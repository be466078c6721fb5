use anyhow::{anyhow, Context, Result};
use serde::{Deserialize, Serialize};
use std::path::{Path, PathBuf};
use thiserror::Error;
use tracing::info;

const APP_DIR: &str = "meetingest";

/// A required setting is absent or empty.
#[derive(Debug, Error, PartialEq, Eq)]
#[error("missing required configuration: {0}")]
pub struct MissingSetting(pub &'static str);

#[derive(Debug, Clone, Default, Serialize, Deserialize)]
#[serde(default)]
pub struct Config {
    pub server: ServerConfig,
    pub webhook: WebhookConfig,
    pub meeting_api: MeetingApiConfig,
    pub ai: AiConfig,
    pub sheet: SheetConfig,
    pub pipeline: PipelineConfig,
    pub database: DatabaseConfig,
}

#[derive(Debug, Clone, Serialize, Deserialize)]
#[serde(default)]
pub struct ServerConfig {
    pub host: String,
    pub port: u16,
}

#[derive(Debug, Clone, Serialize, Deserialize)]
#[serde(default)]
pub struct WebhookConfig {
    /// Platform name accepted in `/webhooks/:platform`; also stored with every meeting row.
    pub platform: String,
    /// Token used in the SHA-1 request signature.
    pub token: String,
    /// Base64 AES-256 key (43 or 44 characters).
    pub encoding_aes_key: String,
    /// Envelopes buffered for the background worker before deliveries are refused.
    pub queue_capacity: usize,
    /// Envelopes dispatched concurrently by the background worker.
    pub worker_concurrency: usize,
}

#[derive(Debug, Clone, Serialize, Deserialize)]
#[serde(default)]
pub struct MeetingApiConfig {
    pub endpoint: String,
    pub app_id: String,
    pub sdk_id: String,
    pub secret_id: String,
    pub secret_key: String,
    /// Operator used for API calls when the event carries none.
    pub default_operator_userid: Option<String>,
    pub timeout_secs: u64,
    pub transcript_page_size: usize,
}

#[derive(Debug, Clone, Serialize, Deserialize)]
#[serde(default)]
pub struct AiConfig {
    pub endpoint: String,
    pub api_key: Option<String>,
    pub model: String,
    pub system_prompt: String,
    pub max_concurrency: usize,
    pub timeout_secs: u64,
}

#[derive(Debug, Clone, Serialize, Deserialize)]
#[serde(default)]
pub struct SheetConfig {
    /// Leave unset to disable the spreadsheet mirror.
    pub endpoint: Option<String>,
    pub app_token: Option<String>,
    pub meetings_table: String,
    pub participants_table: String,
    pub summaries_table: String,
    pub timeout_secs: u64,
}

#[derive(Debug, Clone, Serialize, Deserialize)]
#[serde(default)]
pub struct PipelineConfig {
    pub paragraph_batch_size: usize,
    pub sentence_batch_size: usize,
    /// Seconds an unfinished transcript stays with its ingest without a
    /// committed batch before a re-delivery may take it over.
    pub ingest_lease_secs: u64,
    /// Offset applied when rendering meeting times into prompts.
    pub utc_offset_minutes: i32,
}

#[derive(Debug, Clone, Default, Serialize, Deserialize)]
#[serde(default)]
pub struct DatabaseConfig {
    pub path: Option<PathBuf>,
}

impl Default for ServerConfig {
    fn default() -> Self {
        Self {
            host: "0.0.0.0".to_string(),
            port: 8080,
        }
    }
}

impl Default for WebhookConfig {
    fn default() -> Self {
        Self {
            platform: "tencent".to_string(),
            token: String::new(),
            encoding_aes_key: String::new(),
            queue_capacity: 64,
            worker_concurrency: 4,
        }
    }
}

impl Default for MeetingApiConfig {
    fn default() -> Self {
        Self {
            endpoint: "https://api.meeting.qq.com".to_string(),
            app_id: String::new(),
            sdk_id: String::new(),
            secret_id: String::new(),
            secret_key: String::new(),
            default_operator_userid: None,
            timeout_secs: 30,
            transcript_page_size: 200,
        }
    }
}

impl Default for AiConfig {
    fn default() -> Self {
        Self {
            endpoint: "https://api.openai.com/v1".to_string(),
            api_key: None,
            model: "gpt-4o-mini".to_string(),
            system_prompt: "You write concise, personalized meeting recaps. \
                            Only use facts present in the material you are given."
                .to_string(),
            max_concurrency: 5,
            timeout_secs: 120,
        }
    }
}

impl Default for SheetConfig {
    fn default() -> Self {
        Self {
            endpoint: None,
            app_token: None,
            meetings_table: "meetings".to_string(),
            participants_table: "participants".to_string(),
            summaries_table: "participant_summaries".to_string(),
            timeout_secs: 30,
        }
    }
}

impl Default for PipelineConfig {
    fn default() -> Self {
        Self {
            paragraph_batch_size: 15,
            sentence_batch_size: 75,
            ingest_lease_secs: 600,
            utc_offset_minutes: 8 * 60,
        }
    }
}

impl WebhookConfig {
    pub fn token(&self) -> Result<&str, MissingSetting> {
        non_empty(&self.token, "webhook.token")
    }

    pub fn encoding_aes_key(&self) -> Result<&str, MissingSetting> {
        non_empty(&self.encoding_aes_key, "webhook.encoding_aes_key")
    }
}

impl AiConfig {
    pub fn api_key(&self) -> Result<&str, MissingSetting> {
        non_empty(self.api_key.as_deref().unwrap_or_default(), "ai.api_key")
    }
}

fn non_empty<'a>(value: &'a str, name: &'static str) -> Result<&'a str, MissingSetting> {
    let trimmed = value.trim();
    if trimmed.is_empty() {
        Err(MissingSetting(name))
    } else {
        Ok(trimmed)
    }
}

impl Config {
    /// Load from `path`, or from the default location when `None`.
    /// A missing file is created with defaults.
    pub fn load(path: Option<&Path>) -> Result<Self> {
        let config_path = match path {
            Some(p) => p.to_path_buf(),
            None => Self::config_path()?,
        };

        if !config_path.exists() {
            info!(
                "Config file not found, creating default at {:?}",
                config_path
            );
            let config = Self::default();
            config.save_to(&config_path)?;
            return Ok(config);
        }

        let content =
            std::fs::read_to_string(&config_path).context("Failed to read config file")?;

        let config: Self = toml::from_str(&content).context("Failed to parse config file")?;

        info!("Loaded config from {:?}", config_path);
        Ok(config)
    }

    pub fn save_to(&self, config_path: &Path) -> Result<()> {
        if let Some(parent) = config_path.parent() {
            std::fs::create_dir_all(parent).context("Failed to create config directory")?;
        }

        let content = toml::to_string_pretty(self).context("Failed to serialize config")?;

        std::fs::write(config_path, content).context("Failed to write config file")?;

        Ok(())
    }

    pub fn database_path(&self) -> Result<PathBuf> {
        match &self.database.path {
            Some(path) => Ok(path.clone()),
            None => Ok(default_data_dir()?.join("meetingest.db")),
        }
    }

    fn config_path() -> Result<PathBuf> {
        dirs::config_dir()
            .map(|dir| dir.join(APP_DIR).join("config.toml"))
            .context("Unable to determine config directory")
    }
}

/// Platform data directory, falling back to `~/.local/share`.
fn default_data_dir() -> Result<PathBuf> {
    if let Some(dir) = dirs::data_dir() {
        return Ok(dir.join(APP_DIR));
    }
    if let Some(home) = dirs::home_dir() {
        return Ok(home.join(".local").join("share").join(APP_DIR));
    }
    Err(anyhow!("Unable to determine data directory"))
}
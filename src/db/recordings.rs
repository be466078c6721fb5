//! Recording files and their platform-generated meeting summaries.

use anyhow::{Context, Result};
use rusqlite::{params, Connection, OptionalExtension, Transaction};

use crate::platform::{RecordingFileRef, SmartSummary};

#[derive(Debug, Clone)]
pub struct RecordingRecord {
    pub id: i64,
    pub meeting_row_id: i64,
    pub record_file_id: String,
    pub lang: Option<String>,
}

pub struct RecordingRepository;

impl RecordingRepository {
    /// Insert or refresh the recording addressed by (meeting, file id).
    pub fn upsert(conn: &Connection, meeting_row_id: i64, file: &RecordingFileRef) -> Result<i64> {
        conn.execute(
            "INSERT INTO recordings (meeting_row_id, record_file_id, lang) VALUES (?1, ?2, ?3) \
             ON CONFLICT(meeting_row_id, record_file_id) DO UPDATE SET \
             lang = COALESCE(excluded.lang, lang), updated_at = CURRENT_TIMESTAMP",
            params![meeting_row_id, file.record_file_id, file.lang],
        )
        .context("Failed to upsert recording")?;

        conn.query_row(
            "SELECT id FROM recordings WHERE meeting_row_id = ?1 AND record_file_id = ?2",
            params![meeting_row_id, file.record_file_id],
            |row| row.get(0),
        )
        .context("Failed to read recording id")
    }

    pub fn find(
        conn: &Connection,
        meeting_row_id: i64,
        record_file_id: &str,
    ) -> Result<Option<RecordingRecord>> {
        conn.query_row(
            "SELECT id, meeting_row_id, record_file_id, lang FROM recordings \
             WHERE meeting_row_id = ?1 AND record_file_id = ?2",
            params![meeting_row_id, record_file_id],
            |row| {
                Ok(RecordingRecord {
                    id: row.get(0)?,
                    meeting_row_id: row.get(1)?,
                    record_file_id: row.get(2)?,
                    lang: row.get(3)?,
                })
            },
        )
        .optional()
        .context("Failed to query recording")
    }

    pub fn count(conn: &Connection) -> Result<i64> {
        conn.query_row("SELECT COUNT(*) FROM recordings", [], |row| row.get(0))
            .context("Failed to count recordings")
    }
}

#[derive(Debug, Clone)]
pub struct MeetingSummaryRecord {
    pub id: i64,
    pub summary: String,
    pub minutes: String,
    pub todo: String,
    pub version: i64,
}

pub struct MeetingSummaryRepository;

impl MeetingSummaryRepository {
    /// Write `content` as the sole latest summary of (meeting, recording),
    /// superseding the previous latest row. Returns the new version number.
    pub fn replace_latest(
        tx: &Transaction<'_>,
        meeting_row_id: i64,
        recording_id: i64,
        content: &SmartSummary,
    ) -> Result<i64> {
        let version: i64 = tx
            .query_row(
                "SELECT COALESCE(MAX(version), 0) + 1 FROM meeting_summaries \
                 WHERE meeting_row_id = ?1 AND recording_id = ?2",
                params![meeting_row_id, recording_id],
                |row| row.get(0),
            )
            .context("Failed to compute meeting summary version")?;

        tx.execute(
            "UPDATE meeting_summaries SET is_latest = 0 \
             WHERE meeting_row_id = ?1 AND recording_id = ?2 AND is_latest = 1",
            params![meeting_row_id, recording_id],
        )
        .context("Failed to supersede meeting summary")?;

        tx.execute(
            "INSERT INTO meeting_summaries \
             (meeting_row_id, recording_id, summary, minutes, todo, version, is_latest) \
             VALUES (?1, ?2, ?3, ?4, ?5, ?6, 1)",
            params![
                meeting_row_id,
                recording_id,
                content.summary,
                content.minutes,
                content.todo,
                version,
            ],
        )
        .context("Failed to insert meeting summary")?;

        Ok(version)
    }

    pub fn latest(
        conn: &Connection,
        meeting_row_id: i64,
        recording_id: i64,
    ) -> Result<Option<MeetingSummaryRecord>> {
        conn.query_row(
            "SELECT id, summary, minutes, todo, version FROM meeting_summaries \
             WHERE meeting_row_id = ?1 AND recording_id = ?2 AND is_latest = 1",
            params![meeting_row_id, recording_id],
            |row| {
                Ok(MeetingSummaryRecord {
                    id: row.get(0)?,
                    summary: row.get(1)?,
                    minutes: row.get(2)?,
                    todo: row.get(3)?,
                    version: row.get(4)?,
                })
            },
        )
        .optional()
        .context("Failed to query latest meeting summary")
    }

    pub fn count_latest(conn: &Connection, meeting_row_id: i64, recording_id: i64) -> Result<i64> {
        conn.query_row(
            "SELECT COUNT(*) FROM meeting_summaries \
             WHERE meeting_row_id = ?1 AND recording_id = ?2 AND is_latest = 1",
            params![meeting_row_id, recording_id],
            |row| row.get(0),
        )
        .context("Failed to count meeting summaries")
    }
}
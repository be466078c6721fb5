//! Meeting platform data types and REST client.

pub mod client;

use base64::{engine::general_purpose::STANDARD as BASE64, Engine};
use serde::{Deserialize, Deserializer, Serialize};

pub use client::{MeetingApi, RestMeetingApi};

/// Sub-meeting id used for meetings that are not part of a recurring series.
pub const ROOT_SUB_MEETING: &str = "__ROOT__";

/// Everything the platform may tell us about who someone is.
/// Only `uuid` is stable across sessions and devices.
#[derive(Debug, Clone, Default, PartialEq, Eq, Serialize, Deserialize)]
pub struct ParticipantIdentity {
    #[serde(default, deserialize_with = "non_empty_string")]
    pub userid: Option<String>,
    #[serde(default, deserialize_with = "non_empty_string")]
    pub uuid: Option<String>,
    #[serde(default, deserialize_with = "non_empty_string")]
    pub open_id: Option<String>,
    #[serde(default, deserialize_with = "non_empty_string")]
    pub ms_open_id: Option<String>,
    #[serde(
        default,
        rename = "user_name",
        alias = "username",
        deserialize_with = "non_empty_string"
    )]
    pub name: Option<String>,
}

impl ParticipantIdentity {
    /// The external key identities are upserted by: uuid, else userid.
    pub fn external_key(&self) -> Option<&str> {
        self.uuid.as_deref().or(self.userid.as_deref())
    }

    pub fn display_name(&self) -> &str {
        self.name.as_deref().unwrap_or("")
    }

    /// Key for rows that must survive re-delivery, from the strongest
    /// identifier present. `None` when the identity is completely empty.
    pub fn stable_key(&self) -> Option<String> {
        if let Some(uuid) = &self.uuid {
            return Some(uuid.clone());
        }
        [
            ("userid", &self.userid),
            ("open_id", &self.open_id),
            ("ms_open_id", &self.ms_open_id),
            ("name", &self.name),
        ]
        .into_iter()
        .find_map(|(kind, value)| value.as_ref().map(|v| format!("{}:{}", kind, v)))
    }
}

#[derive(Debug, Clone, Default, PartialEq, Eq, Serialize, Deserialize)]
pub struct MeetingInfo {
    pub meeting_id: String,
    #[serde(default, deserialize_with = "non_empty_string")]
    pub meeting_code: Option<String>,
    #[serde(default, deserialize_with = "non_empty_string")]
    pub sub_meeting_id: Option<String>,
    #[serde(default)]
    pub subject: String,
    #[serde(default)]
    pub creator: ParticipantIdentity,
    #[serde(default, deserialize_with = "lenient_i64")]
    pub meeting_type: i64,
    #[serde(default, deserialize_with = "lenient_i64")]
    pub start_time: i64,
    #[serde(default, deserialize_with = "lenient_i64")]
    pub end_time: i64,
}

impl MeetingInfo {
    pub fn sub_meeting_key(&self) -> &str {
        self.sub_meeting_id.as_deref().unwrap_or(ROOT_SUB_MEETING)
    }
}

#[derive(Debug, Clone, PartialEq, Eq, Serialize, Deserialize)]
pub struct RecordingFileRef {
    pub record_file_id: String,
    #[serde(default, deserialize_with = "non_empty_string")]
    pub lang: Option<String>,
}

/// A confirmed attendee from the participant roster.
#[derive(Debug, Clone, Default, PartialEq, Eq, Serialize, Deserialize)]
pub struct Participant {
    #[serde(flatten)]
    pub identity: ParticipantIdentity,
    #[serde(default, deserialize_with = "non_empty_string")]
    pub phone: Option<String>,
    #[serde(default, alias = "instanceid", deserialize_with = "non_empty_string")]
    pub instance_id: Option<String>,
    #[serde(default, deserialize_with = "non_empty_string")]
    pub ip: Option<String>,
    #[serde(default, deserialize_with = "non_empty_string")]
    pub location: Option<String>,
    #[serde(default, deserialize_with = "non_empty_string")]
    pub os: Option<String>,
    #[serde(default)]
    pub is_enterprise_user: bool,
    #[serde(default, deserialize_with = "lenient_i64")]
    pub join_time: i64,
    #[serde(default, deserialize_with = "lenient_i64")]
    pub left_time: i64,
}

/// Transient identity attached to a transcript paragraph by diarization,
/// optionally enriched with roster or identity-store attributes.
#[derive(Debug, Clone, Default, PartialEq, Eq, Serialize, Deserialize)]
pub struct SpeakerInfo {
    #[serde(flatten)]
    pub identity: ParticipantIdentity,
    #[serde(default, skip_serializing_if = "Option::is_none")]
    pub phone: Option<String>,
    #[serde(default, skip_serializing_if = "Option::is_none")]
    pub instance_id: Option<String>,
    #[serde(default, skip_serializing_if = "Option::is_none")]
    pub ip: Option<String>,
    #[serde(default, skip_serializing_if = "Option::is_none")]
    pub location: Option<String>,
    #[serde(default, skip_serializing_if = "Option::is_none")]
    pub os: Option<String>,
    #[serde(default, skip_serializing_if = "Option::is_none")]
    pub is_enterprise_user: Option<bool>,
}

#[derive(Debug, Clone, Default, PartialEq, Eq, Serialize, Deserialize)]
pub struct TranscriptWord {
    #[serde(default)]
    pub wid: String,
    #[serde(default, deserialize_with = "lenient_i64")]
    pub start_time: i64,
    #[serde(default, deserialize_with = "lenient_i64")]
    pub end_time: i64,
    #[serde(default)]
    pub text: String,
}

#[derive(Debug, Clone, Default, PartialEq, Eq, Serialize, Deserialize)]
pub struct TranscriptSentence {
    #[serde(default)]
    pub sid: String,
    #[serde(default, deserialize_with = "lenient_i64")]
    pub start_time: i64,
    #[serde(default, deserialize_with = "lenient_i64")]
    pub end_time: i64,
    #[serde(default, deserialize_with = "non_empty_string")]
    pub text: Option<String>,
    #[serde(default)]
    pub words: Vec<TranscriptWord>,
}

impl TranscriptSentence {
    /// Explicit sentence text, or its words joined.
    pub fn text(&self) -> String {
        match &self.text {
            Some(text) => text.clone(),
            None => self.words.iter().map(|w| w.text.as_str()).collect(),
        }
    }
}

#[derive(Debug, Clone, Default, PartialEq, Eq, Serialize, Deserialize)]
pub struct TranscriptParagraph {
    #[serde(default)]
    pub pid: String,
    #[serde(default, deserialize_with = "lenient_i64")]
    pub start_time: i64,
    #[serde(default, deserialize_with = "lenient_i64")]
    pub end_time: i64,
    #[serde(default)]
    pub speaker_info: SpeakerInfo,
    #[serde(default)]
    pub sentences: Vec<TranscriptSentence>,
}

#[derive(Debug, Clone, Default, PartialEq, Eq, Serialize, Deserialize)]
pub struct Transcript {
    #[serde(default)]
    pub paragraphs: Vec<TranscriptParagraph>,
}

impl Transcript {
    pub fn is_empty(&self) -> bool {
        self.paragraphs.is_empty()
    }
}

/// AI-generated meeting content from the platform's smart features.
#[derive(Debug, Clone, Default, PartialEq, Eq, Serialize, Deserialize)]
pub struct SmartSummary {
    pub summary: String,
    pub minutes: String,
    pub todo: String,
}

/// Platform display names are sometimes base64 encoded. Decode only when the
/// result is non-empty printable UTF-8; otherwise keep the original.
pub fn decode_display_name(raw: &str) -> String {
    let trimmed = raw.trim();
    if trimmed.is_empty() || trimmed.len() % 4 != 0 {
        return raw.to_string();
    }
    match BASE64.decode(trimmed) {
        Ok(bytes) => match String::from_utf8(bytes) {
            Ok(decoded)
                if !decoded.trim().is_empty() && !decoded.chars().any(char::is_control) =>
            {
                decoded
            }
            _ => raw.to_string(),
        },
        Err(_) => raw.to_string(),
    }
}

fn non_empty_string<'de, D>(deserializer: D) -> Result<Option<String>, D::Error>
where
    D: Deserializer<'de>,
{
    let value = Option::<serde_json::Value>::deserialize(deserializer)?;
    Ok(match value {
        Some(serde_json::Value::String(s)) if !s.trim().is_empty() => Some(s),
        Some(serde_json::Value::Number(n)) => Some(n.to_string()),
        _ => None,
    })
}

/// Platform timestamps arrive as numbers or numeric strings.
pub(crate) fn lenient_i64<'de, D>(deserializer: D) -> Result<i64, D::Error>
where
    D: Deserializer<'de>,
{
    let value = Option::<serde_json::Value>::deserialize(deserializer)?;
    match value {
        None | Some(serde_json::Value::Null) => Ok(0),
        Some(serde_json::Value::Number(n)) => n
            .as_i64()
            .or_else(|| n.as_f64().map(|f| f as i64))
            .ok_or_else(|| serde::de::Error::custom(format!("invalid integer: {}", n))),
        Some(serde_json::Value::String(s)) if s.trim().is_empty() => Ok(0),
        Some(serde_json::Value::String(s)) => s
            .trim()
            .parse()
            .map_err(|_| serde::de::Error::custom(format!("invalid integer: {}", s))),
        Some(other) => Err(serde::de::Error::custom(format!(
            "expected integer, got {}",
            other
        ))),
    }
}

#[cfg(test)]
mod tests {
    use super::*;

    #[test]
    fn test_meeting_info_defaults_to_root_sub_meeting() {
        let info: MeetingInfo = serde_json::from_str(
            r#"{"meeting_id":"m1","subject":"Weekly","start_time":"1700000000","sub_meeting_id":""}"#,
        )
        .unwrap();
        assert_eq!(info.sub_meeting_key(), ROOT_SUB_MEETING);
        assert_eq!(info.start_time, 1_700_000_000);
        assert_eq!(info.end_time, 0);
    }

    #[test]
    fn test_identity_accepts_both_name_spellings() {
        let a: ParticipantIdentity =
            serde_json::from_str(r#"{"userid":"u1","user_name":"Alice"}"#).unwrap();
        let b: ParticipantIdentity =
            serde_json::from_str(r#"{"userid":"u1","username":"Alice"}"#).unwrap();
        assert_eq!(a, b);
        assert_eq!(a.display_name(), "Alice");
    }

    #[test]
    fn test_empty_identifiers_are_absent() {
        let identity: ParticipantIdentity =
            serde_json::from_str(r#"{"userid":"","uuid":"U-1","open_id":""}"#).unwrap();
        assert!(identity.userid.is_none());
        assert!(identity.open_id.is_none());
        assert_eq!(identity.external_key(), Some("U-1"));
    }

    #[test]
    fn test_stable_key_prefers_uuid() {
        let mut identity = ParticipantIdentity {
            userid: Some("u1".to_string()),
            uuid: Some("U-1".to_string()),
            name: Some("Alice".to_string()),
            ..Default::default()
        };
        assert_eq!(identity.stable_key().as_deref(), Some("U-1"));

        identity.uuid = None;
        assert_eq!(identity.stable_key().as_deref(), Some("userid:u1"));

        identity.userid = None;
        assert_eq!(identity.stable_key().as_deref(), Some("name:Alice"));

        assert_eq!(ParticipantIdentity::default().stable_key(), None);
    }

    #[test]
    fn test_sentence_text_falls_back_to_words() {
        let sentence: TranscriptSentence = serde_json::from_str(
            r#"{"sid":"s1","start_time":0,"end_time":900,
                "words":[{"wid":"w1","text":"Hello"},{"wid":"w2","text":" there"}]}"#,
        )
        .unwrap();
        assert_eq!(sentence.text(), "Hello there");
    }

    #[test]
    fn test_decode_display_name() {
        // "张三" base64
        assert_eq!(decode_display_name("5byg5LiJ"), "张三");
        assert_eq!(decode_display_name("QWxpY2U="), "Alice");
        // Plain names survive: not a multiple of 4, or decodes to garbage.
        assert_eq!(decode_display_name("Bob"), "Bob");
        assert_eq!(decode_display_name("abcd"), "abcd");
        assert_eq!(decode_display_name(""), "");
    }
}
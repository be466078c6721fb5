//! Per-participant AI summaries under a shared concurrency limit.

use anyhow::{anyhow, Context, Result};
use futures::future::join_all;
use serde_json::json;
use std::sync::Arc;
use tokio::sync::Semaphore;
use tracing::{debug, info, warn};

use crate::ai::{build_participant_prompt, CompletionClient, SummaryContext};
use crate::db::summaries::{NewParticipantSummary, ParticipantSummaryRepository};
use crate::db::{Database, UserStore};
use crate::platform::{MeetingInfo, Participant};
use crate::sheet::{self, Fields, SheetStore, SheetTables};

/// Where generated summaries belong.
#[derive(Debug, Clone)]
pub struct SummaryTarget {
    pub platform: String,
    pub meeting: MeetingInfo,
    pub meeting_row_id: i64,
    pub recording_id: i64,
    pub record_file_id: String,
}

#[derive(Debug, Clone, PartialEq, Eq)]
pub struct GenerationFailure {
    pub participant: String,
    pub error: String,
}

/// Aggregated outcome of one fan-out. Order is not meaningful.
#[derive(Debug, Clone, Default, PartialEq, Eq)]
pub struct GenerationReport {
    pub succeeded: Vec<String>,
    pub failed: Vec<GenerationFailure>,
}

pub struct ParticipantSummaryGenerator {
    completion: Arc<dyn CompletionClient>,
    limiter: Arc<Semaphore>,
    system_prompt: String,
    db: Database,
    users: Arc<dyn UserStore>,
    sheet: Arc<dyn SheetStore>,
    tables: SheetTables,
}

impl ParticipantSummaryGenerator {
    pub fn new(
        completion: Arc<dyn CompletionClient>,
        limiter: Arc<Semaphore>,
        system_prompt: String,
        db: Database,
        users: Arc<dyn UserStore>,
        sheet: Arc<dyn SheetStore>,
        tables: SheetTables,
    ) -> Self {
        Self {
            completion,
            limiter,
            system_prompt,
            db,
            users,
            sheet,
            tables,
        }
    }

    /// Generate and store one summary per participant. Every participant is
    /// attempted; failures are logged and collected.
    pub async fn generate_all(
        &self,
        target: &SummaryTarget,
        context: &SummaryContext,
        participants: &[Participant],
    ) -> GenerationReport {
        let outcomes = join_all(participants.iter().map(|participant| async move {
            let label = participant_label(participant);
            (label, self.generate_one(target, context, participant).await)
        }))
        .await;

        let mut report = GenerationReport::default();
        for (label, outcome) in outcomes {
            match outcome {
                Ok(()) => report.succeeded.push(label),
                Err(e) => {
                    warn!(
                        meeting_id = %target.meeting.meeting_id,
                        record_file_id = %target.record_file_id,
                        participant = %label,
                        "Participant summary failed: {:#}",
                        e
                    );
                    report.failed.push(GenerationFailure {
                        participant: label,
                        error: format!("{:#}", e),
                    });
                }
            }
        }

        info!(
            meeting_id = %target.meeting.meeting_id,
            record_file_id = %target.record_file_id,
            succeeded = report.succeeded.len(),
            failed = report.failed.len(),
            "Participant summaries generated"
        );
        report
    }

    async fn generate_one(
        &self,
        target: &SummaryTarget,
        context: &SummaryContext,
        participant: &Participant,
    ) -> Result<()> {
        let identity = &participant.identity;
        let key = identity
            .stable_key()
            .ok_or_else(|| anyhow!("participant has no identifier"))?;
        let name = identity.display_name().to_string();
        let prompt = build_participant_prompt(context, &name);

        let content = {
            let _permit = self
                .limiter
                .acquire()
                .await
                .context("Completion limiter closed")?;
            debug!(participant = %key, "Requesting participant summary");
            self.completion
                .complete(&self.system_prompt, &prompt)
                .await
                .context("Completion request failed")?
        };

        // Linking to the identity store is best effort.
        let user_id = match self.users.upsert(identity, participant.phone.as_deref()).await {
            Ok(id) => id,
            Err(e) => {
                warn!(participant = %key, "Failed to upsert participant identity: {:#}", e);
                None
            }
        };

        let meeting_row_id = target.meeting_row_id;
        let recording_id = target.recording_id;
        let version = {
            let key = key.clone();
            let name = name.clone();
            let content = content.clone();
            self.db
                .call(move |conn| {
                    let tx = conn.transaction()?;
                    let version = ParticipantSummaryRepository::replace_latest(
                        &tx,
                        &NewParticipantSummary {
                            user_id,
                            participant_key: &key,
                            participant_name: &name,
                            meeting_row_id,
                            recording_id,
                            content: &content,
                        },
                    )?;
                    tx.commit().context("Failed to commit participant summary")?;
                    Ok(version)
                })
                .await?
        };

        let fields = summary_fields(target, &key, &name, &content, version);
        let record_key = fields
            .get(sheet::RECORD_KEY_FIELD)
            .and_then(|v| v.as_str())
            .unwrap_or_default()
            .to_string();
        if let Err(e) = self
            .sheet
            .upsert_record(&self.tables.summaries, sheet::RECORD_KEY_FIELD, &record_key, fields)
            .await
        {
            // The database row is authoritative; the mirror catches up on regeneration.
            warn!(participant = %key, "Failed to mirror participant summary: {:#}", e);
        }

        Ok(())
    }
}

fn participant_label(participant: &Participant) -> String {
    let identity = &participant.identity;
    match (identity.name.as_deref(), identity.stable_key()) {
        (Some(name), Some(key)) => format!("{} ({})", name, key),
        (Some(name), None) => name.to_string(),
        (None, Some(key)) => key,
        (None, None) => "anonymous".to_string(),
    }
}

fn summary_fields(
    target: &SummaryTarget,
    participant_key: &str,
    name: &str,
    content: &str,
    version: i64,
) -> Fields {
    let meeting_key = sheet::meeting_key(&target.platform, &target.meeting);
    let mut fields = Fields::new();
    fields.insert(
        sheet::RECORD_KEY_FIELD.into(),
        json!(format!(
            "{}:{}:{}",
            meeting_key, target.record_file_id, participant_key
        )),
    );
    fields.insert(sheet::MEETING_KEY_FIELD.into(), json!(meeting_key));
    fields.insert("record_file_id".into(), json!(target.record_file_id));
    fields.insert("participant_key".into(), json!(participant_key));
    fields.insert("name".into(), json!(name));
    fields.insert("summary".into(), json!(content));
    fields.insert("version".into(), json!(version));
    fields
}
....
*PROMPT:*
Among the lines above, find the one with "assert_eq!(a, b);" and the one with "let sentence: TranscriptSentence". Quote both and everything between them, exactly.

*ANSWER BOX:*
        assert_eq!(a, b);
        assert_eq!(a.display_name(), "Alice");
    }

    #[test]
    fn test_empty_identifiers_are_absent() {
        let identity: ParticipantIdentity =
            serde_json::from_str(r#"{"userid":"","uuid":"U-1","open_id":""}"#).unwrap();
        assert!(identity.userid.is_none());
        assert!(identity.open_id.is_none());
        assert_eq!(identity.external_key(), Some("U-1"));
    }

    #[test]
    fn test_stable_key_prefers_uuid() {
        let mut identity = ParticipantIdentity {
            userid: Some("u1".to_string()),
            uuid: Some("U-1".to_string()),
            name: Some("Alice".to_string()),
            ..Default::default()
        };
        assert_eq!(identity.stable_key().as_deref(), Some("U-1"));

        identity.uuid = None;
        assert_eq!(identity.stable_key().as_deref(), Some("userid:u1"));

        identity.userid = None;
        assert_eq!(identity.stable_key().as_deref(), Some("name:Alice"));

        assert_eq!(ParticipantIdentity::default().stable_key(), None);
    }

    #[test]
    fn test_sentence_text_falls_back_to_words() {
        let sentence: TranscriptSentence = serde_json::from_str(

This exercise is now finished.